Structured illumination microscopy and automatized image processing as a rapid diagnostic tool for podocyte effacement

• Published in: Scientific reports Vol. 7; no. 1; pp. 11473 - 11
• Main Authors: Siegerist, Florian, Ribback, Silvia, Dombrowski, Frank, Amann, Kerstin, Zimmermann, Uwe, Endlich, Karlhans, Endlich, Nicole
• Format: Journal Article
• Language: English
• Published: London Nature Publishing Group UK 13.09.2017; Nature Publishing Group
• Subjects: 14/1; 14/34; 14/56; 14/63; 692/4022/1585/2759; 692/4022/1585/2759/2758; 692/699/1585/2759; Automation; Biomarkers; Biopsy; Diaphragm; Disease; Electron microscopy; Feet; Histopathology; Humanities and Social Sciences; Humans; Illumination; Image processing; Image Processing, Computer-Assisted - methods; Imaging, Three-Dimensional; Kidney Diseases - metabolism; Kidney Diseases - pathology; Kidneys; Microscopy; Microscopy - methods; Microscopy, Electron; Molecular Imaging - methods; Morphology; multidisciplinary; Pathology; Podocytes - metabolism; Podocytes - pathology; Podocytes - ultrastructure; Renal function; Science; Science (multidisciplinary)

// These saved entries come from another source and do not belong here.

// Copyright 2025 The Rustux Authors
//
// Use of this source code is governed by a MIT-style
// license that can be found in the LICENSE file or at
// https://opensource.org/licenses/MIT

//! L2 Descriptor Tables
//!
//! Each pmap owns up to [`L2_SIZE`] [`L2Dtable`]s, each covering 16MB of
//! virtual space with sixteen [`L2Bucket`]s. A bucket is one 1KB coarse
//! table of 256 small-page entries plus the bookkeeping the pmap needs.
//!
//! Dtables and buckets are published through `spin::Once`: they are created
//! under the owning pmap's lock but looked up without any lock, which lets
//! the reverse-mapping code walk other pmaps' tables while holding only a
//! page lock. Once published a bucket stays where it is until the pmap is
//! destroyed.

use alloc::boxed::Box;
use alloc::vec::Vec;
use core::sync::atomic::{AtomicU16, AtomicU32, Ordering};

use spin::Once;

use super::{Pmap, PmapContext, PmapInner};
use crate::kernel::pmm::PageAllocator;
use crate::kernel::vm::layout::{
    l1_idx, l2_bucket, l2_idx, l2pte_index, PAddr, VAddr, L1_S_SHIFT, L2_BUCKET_SIZE,
    L2_ENTRIES, L2_TABLE_SIZE_REAL, PAGE_SIZE,
};
use crate::kernel::vm::{Result, VmError};

#[allow(dead_code)]
const LOCAL_TRACE: bool = false;

/// One coarse L2 table and its occupancy
pub struct L2Bucket {
    /// Physical address of the table
    phys: PAddr,

    /// L1 slot this table is linked from
    l1idx: usize,

    /// Descriptors
    ptes: Box<[AtomicU32]>,

    /// Number of non-zero descriptors
    occupancy: AtomicU16,

    /// Wired bits of entries with no reverse mapping to carry them
    wired_bits: Box<[AtomicU32]>,
}

impl L2Bucket {
    /// Create an empty table at `phys`
    pub(crate) fn new(phys: PAddr, l1idx: usize) -> Self {
        Self::from_table(phys, l1idx, zeroed_table(L2_ENTRIES), 0)
    }

    /// Adopt an already populated table (boot tables)
    pub(crate) fn from_table(
        phys: PAddr,
        l1idx: usize,
        ptes: Box<[AtomicU32]>,
        occupancy: u16,
    ) -> Self {
        debug_assert_eq!(ptes.len(), L2_ENTRIES);
        Self {
            phys,
            l1idx,
            ptes,
            occupancy: AtomicU16::new(occupancy),
            wired_bits: zeroed_table(L2_ENTRIES / 32),
        }
    }

    /// Physical address of the table
    pub fn phys(&self) -> PAddr {
        self.phys
    }

    /// L1 index this table serves
    pub fn l1idx(&self) -> usize {
        self.l1idx
    }

    /// First virtual address covered by this table
    pub fn base_va(&self) -> VAddr {
        self.l1idx << L1_S_SHIFT
    }

    /// Number of non-zero descriptors
    pub fn occupancy(&self) -> u16 {
        self.occupancy.load(Ordering::Relaxed)
    }

    /// Read the descriptor for `va`
    #[inline]
    pub fn pte(&self, va: VAddr) -> u32 {
        self.ptes[l2pte_index(va)].load(Ordering::Acquire)
    }

    /// Write the descriptor for `va`
    #[inline]
    pub(crate) fn set_pte(&self, va: VAddr, pte: u32) {
        self.ptes[l2pte_index(va)].store(pte, Ordering::Release);
    }

    /// Address of the descriptor for `va`, for cache maintenance
    #[inline]
    pub(crate) fn pte_addr(&self, va: VAddr) -> VAddr {
        &self.ptes[l2pte_index(va)] as *const AtomicU32 as VAddr
    }

    /// Address of the table itself
    pub(crate) fn table_addr(&self) -> VAddr {
        self.ptes.as_ptr() as VAddr
    }

    pub(crate) fn inc_occupancy(&self) {
        self.occupancy.fetch_add(1, Ordering::Relaxed);
    }

    pub(crate) fn dec_occupancy(&self, count: u16) {
        let old = self.occupancy.fetch_sub(count, Ordering::Relaxed);
        debug_assert!(old >= count, "L2 bucket occupancy underflow");
    }

    /// Whether the unmanaged entry for `va` is wired
    pub fn unmanaged_wired(&self, va: VAddr) -> bool {
        let idx = l2pte_index(va);
        self.wired_bits[idx / 32].load(Ordering::Relaxed) & (1 << (idx % 32)) != 0
    }

    /// Set the wired bit of the unmanaged entry for `va`; returns the old one
    pub(crate) fn set_unmanaged_wired(&self, va: VAddr, wired: bool) -> bool {
        let idx = l2pte_index(va);
        let bit = 1u32 << (idx % 32);
        let word = &self.wired_bits[idx / 32];
        let old = if wired {
            word.fetch_or(bit, Ordering::Relaxed)
        } else {
            word.fetch_and(!bit, Ordering::Relaxed)
        };
        old & bit != 0
    }
}

/// Sixteen consecutive L2 tables (16MB of virtual space)
pub struct L2Dtable {
    /// Number of buckets allocated
    occupancy: AtomicU32,

    buckets: [Once<L2Bucket>; L2_BUCKET_SIZE],
}

impl L2Dtable {
    pub(crate) fn new() -> Self {
        Self {
            occupancy: AtomicU32::new(0),
            buckets: core::array::from_fn(|_| Once::new()),
        }
    }

    /// Number of buckets allocated
    pub fn occupancy(&self) -> u32 {
        self.occupancy.load(Ordering::Relaxed)
    }

    /// Bucket at `index`, if allocated
    pub fn bucket(&self, index: usize) -> Option<&L2Bucket> {
        self.buckets[index].get()
    }

    /// Publish a bucket; returns the bucket now in the slot
    pub(crate) fn install(&self, index: usize, bucket: L2Bucket) -> &L2Bucket {
        let b = self.buckets[index].call_once(|| bucket);
        self.occupancy.fetch_add(1, Ordering::Relaxed);
        b
    }

    /// Allocated buckets in address order
    pub fn iter(&self) -> impl Iterator<Item = &L2Bucket> {
        self.buckets.iter().filter_map(|slot| slot.get())
    }
}

/// Supply of 1KB L2 tables
///
/// Pages come from the [`PageAllocator`] and are carved into four tables;
/// tables released by destroyed pmaps are kept on a free list and handed out
/// again before another page is taken.
pub struct L2PtpPool {
    free: spin::Mutex<Vec<PAddr>>,
}

impl L2PtpPool {
    pub const fn new() -> Self {
        Self {
            free: spin::Mutex::new(Vec::new()),
        }
    }

    /// Allocate one table
    pub fn alloc(&self, allocator: &dyn PageAllocator) -> Option<PAddr> {
        let mut free = self.free.lock();
        if let Some(pa) = free.pop() {
            return Some(pa);
        }
        let page = allocator.alloc_page()?;
        for chunk in (1..PAGE_SIZE / L2_TABLE_SIZE_REAL).rev() {
            free.push(page + chunk * L2_TABLE_SIZE_REAL);
        }
        Some(page)
    }

    /// Return a table to the pool
    pub fn free(&self, pa: PAddr) {
        debug_assert_eq!(pa % L2_TABLE_SIZE_REAL, 0);
        self.free.lock().push(pa);
    }

    /// Number of tables ready for reuse
    pub fn free_count(&self) -> usize {
        self.free.lock().len()
    }
}

impl Default for L2PtpPool {
    fn default() -> Self {
        Self::new()
    }
}

pub(crate) fn zeroed_table(entries: usize) -> Box<[AtomicU32]> {
    (0..entries).map(|_| AtomicU32::new(0)).collect()
}

impl PmapContext {
    /// Look up the L2 table mapping `va`
    ///
    /// Never allocates and never takes a lock.
    pub fn get_l2_bucket<'a>(&self, pm: &'a Pmap, va: VAddr) -> Option<&'a L2Bucket> {
        let l1idx = l1_idx(va);
        let dtable = pm.l2[l2_idx(l1idx)].get()?;
        dtable.bucket(l2_bucket(l1idx))
    }

    /// Look up the L2 table mapping `va`, allocating it if needed
    ///
    /// For a user pmap this also allocates its L1 table and domain on first
    /// use. Fails with [`VmError::NoMemory`] when no table memory is left.
    pub fn alloc_l2_bucket<'a>(&self, pm: &'a Pmap, va: VAddr) -> Result<&'a L2Bucket> {
        let mut inner = pm.inner.lock();
        if !pm.kernel {
            self.ensure_l1(pm, &mut inner)?;
        }
        self.alloc_l2_bucket_locked(pm, &inner, va)
    }

    /// Bucket allocation with the pmap lock held
    pub(super) fn alloc_l2_bucket_locked<'a>(
        &self,
        pm: &'a Pmap,
        inner: &PmapInner,
        va: VAddr,
    ) -> Result<&'a L2Bucket> {
        let l1idx = l1_idx(va);
        let dtable = pm.l2[l2_idx(l1idx)].call_once(|| Box::new(L2Dtable::new()));
        if let Some(l2b) = dtable.bucket(l2_bucket(l1idx)) {
            return Ok(l2b);
        }

        let phys = self.ptp_pool.alloc(&*self.allocator).ok_or_else(|| {
            crate::log_warn!("pmap {}: no memory for L2 table at va {:#x}", pm.id, va);
            VmError::NoMemory
        })?;
        let l2b = dtable.install(l2_bucket(l1idx), L2Bucket::new(phys, l1idx));
        self.pte_sync_range(l2b.table_addr(), L2_TABLE_SIZE_REAL);
        crate::LTRACEF!("pmap {} new L2 table pa {:#x} for l1idx {:#x}", pm.id, phys, l1idx);

        // Link the table right away if the pmap can already be addressed.
        if let (Some(l1), Some(domain)) = (inner.l1.as_ref(), pm.domain()) {
            l1.set_entry(l1idx, self.templates.l1_c_entry(phys, domain));
            self.pte_sync(l1.entry_addr(l1idx));
        }
        Ok(l2b)
    }

    /// Release every L2 table of a dying pmap to the pool
    pub(super) fn free_l2_tables(&self, pm: &Pmap) {
        for dtable in pm.l2.iter().filter_map(|slot| slot.get()) {
            for l2b in dtable.iter() {
                self.ptp_pool.free(l2b.phys());
            }
        }
    }
}

#[cfg(test)]
mod tests {
    use super::*;
    use crate::kernel::pmm::FrameArena;
    use crate::kernel::vm::layout::PhysRange;

    #[test]
    fn test_bucket_entries() {
        let b = L2Bucket::new(0x8000_0400, 0x123);
        assert_eq!(b.base_va(), 0x1230_0000);
        assert_eq!(b.pte(0x1234_5000), 0);

        b.set_pte(0x1234_5000, 0xabc);
        b.inc_occupancy();
        assert_eq!(b.pte(0x1234_5000), 0xabc);
        assert_eq!(b.occupancy(), 1);
        assert_eq!(
            b.pte_addr(0x1234_5000) - b.table_addr(),
            l2pte_index(0x1234_5000) * 4
        );

        b.dec_occupancy(1);
        assert_eq!(b.occupancy(), 0);
    }

    #[test]
    fn test_bucket_unmanaged_wired() {
        let b = L2Bucket::new(0x8000_0400, 0x123);
        let va = 0x1232_1000;
        assert!(!b.unmanaged_wired(va));

        assert!(!b.set_unmanaged_wired(va, true));
        assert!(b.unmanaged_wired(va));
        assert!(!b.unmanaged_wired(va + PAGE_SIZE));
        assert!(b.set_unmanaged_wired(va, true));

        assert!(b.set_unmanaged_wired(va, false));
        assert!(!b.unmanaged_wired(va));
    }

    #[test]
    fn test_dtable_install() {
        let d = L2Dtable::new();
        assert!(d.bucket(3).is_none());
        d.install(3, L2Bucket::new(0x8000_0000, 3));
        assert_eq!(d.occupancy(), 1);
        assert_eq!(d.bucket(3).map(|b| b.phys()), Some(0x8000_0000));
        assert_eq!(d.iter().count(), 1);
    }

    #[test]
    fn test_pool_carves_pages() {
        let arena = FrameArena::new(PhysRange::new(0x8000_0000, 0x8000_2000));
        let pool = L2PtpPool::new();

        let tables: Vec<PAddr> = (0..4).map(|_| pool.alloc(&arena).unwrap()).collect();
        assert_eq!(tables, vec![0x8000_0000, 0x8000_0400, 0x8000_0800, 0x8000_0c00]);
        assert_eq!(arena.free_count(), 1);

        // Fifth table needs a new page.
        assert_eq!(pool.alloc(&arena), Some(0x8000_1000));
        assert_eq!(arena.free_count(), 0);

        pool.free(0x8000_0800);
        assert_eq!(pool.alloc(&arena), Some(0x8000_0800));
    }

    #[test]
    fn test_pool_exhaustion() {
        let arena = FrameArena::new(PhysRange::new(0x8000_0000, 0x8000_1000));
        let pool = L2PtpPool::new();
        for _ in 0..4 {
            assert!(pool.alloc(&arena).is_some());
        }
        assert!(pool.alloc(&arena).is_none());
    }
}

• ISSN: 2045-2322; 2045-2322
• DOI: 10.1038/s41598-017-11553-x

The morphology of podocyte foot processes is obligatory for renal function. Here we describe a method for the superresolution-visualization of podocyte foot processes using structured illumination microscopy of the slit diaphragm, which before has only been achieved by electron microscopy. As a proof of principle, we measured a mean foot process width of 0.249 ± 0.068 µm in healthy kidneys and a significant higher mean foot process width of 0.675 ± 0.256 µm in minimal change disease patients indicating effacement of foot processes. We then hypothesized that the slit length per glomerular capillary surface area (slit diaphragm density) could be used as an equivalent for the diagnosis of effacement. Using custom-made software we measured a mean value of 3.10 ± 0.27 µm −1 in healthy subjects and 1.83 ± 0.49 µm −1 in the minimal change disease patients. As foot process width was highly correlated with slit diaphragm density (R 2  = 0.91), we concluded that our approach is a valid method for the diagnosis of foot process effacement. In summary, we present a new technique to quantify podocyte damage, which combines superresolution microscopy with automatized image processing. Due to its diverse advantages, we propose this technique to be included into routine diagnostics of glomerular histopathology.